### MATERIAL PROVIDED ###
//! HMAC-SHA1 Webhook Signatures
//!
//! Verifies the `X-Hub-Signature` header GitHub attaches to every delivery.

use hmac::{Hmac, Mac};
use sha1::Sha1;
use thiserror::Error;

type HmacSha1 = Hmac<Sha1>;

/// Algorithm tag GitHub prefixes to the hex digest.
pub const SIGNATURE_PREFIX: &str = "sha1=";

/// Length in bytes of an HMAC-SHA1 digest.
const DIGEST_LEN: usize = 20;

/// Reasons a signature header fails verification.
#[derive(Error, Debug, Clone, Copy, PartialEq, Eq)]
pub enum SignatureError {
    #[error("signature is missing the sha1= prefix")]
    UnsupportedAlgorithm,
    #[error("signature is not valid hex")]
    InvalidHex,
    #[error("signature has the wrong length")]
    InvalidLength,
    #[error("signature does not match payload")]
    Mismatch,
}

/// Sign a payload with HMAC-SHA1 and return the header value (`sha1=<hex>`).
pub fn sign_payload(secret: &[u8], payload: &[u8]) -> String {
    let mut mac = HmacSha1::new_from_slice(secret).expect("HMAC can take key of any size");
    mac.update(payload);
    format!(
        "{SIGNATURE_PREFIX}{}",
        hex::encode(mac.finalize().into_bytes())
    )
}

/// Verify a `sha1=<hex>` signature header against the raw body.
///
/// The digest comparison runs in constant time.
pub fn verify_signature(
    secret: &[u8],
    payload: &[u8],
    signature_header: &str,
) -> Result<(), SignatureError> {
    let hex_sig = signature_header
        .strip_prefix(SIGNATURE_PREFIX)
        .ok_or(SignatureError::UnsupportedAlgorithm)?;

    let expected = hex::decode(hex_sig).map_err(|_| SignatureError::InvalidHex)?;
    if expected.len() != DIGEST_LEN {
        return Err(SignatureError::InvalidLength);
    }

    let mut mac = HmacSha1::new_from_slice(secret).map_err(|_| SignatureError::Mismatch)?;
    mac.update(payload);
    mac.verify_slice(&expected)
        .map_err(|_| SignatureError::Mismatch)
}

#[cfg(test)]
mod tests {
    use super::*;

    const SECRET: &[u8] = b"c2VjcmV0LXNlY3JldC1zZWNyZXQtc2VjcmV0LXNlYw==";

    #[test]
    fn sign_and_verify() {
        let payload = br#"{"zen":"Keep it logically awesome."}"#;
        let sig = sign_payload(SECRET, payload);
        assert!(sig.starts_with("sha1="));
        assert_eq!(sig.len(), 5 + 40);
        assert_eq!(verify_signature(SECRET, payload, &sig), Ok(()));
        assert_eq!(
            verify_signature(b"wrong_secret", payload, &sig),
            Err(SignatureError::Mismatch)
        );
        assert_eq!(
            verify_signature(SECRET, b"wrong payload", &sig),
            Err(SignatureError::Mismatch)
        );
    }

    #[test]
    fn known_vector() {
        // RFC 2202 test case 2
        let sig = sign_payload(b"Jefe", b"what do ya want for nothing?");
        assert_eq!(sig, "sha1=effcdf6ae5eb2fa2d27416d5f184df9c259a7c79");
    }

    #[test]
    fn single_bit_flip_in_body_fails() {
        let payload = b"hello world".to_vec();
        let sig = sign_payload(SECRET, &payload);
        for i in 0..payload.len() {
            for bit in 0..8 {
                let mut tampered = payload.clone();
                tampered[i] ^= 1 << bit;
                assert_eq!(
                    verify_signature(SECRET, &tampered, &sig),
                    Err(SignatureError::Mismatch)
                );
            }
        }
    }

    #[test]
    fn single_bit_flip_in_signature_fails() {
        let payload = b"hello world";
        let sig = sign_payload(SECRET, payload);
        let mut digest = hex::decode(sig.strip_prefix("sha1=").unwrap()).unwrap();
        for i in 0..digest.len() {
            for bit in 0..8 {
                digest[i] ^= 1 << bit;
                let tampered = format!("sha1={}", hex::encode(&digest));
                assert_eq!(
                    verify_signature(SECRET, payload, &tampered),
                    Err(SignatureError::Mismatch)
                );
                digest[i] ^= 1 << bit;
            }
        }
    }

    #[test]
    fn wrong_prefix_is_rejected() {
        let sig = sign_payload(SECRET, b"body");
        let sha256 = sig.replace("sha1=", "sha256=");
        assert_eq!(
            verify_signature(SECRET, b"body", &sha256),
            Err(SignatureError::UnsupportedAlgorithm)
        );
        let bare = sig.trim_start_matches("sha1=");
        assert_eq!(
            verify_signature(SECRET, b"body", bare),
            Err(SignatureError::UnsupportedAlgorithm)
        );
    }

    #[test]
    fn malformed_hex_is_rejected() {
        assert_eq!(
            verify_signature(SECRET, b"body", "sha1=not-valid-hex!"),
            Err(SignatureError::InvalidHex)
        );
    }

    #[test]
    fn wrong_length_is_rejected() {
        assert_eq!(
            verify_signature(SECRET, b"body", "sha1=abcdef"),
            Err(SignatureError::InvalidLength)
        );
        let too_long = format!("sha1={}", "ab".repeat(32));
        assert_eq!(
            verify_signature(SECRET, b"body", &too_long),
            Err(SignatureError::InvalidLength)
        );
    }

    #[test]
    fn empty_body_with_valid_sig_passes() {
        let sig = sign_payload(SECRET, b"");
        assert_eq!(verify_signature(SECRET, b"", &sig), Ok(()));
    }
}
###
■ **THE PROBLEM**: Repeat each record word for word.

■ **TASK SOLUTION**:
//! HMAC-SHA1 Webhook Signatures
//!
//! Verifies the `X-Hub-Signature` header GitHub attaches to every delivery.

use hmac::{Hmac, Mac};
use sha1::Sha1;
use thiserror::Error;

type HmacSha1 = Hmac<Sha1>;

/// Algorithm tag GitHub prefixes to the hex digest.
pub const SIGNATURE_PREFIX: &str = "sha1=";

/// Length in bytes of an HMAC-SHA1 digest.
const DIGEST_LEN: usize = 20;

/// Reasons a signature header fails verification.
#[derive(Error, Debug, Clone, Copy, PartialEq, Eq)]
pub enum SignatureError {
    #[error("signature is missing the sha1= prefix")]
    UnsupportedAlgorithm,
    #[error("signature is not valid hex")]
    InvalidHex,
    #[error("signature has the wrong length")]
    InvalidLength,
    #[error("signature does not match payload")]
    Mismatch,
}

/// Sign a payload with HMAC-SHA1 and return the header value (`sha1=<hex>`).
pub fn sign_payload(secret: &[u8], payload: &[u8]) -> String {
    let mut mac = HmacSha1::new_from_slice(secret).expect("HMAC can take key of any size");
    mac.update(payload);
    format!(
        "{SIGNATURE_PREFIX}{}",
        hex::encode(mac.finalize().into_bytes())
    )
}

/// Verify a `sha1=<hex>` signature header against the raw body.
///
/// The digest comparison runs in constant time.
pub fn verify_signature(
    secret: &[u8],
    payload: &[u8],
    signature_header: &str,
) -> Result<(), SignatureError> {
    let hex_sig = signature_header
        .strip_prefix(SIGNATURE_PREFIX)
        .ok_or(SignatureError::UnsupportedAlgorithm)?;

    let expected = hex::decode(hex_sig).map_err(|_| SignatureError::InvalidHex)?;
    if expected.len() != DIGEST_LEN {
        return Err(SignatureError::InvalidLength);
    }

    let mut mac = HmacSha1::new_from_slice(secret).map_err(|_| SignatureError::Mismatch)?;
    mac.update(payload);
    mac.verify_slice(&expected)
        .map_err(|_| SignatureError::Mismatch)
}

#[cfg(test)]
mod tests {
    use super::*;

    const SECRET: &[u8] = b"c2VjcmV0LXNlY3JldC1zZWNyZXQtc2VjcmV0LXNlYw==";

    #[test]
    fn sign_and_verify() {
        let payload = br#"{"zen":"Keep it logically awesome."}"#;
        let sig = sign_payload(SECRET, payload);
        assert!(sig.starts_with("sha1="));
        assert_eq!(sig.len(), 5 + 40);
        assert_eq!(verify_signature(SECRET, payload, &sig), Ok(()));
        assert_eq!(
            verify_signature(b"wrong_secret", payload, &sig),
            Err(SignatureError::Mismatch)
        );
        assert_eq!(
            verify_signature(SECRET, b"wrong payload", &sig),
            Err(SignatureError::Mismatch)
        );
    }

    #[test]
    fn known_vector() {
        // RFC 2202 test case 2
        let sig = sign_payload(b"Jefe", b"what do ya want for nothing?");
        assert_eq!(sig, "sha1=effcdf6ae5eb2fa2d27416d5f184df9c259a7c79");
    }

    #[test]
    fn single_bit_flip_in_body_fails() {
        let payload = b"hello world".to_vec();
        let sig = sign_payload(SECRET, &payload);
        for i in 0..payload.len() {
            for bit in 0..8 {
                let mut tampered = payload.clone();
                tampered[i] ^= 1 << bit;
                assert_eq!(
                    verify_signature(SECRET, &tampered, &sig),
                    Err(SignatureError::Mismatch)
                );
            }
        }
    }

    #[test]
    fn single_bit_flip_in_signature_fails() {
        let payload = b"hello world";
        let sig = sign_payload(SECRET, payload);
        let mut digest = hex::decode(sig.strip_prefix("sha1=").unwrap()).unwrap();
        for i in 0..digest.len() {
            for bit in 0..8 {
                digest[i] ^= 1 << bit;
                let tampered = format!("sha1={}", hex::encode(&digest));
                assert_eq!(
                    verify_signature(SECRET, payload, &tampered),
                    Err(SignatureError::Mismatch)
                );
                digest[i] ^= 1 << bit;
            }
        }
    }

    #[test]
    fn wrong_prefix_is_rejected() {
        let sig = sign_payload(SECRET, b"body");
        let sha256 = sig.replace("sha1=", "sha256=");
        assert_eq!(
            verify_signature(SECRET, b"body", &sha256),
            Err(SignatureError::UnsupportedAlgorithm)
        );
        let bare = sig.trim_start_matches("sha1=");
        assert_eq!(
            verify_signature(SECRET, b"body", bare),
            Err(SignatureError::UnsupportedAlgorithm)
        );
    }

    #[test]
    fn malformed_hex_is_rejected() {
        assert_eq!(
            verify_signature(SECRET, b"body", "sha1=not-valid-hex!"),
            Err(SignatureError::InvalidHex)
        );
    }

    #[test]
    fn wrong_length_is_rejected() {
        assert_eq!(
            verify_signature(SECRET, b"body", "sha1=abcdef"),
            Err(SignatureError::InvalidLength)
        );
        let too_long = format!("sha1={}", "ab".repeat(32));
        assert_eq!(
            verify_signature(SECRET, b"body", &too_long),
            Err(SignatureError::InvalidLength)
        );
    }

    #[test]
    fn empty_body_with_valid_sig_passes() {
        let sig = sign_payload(SECRET, b"");
        assert_eq!(verify_signature(SECRET, b"", &sig), Ok(()));
    }
}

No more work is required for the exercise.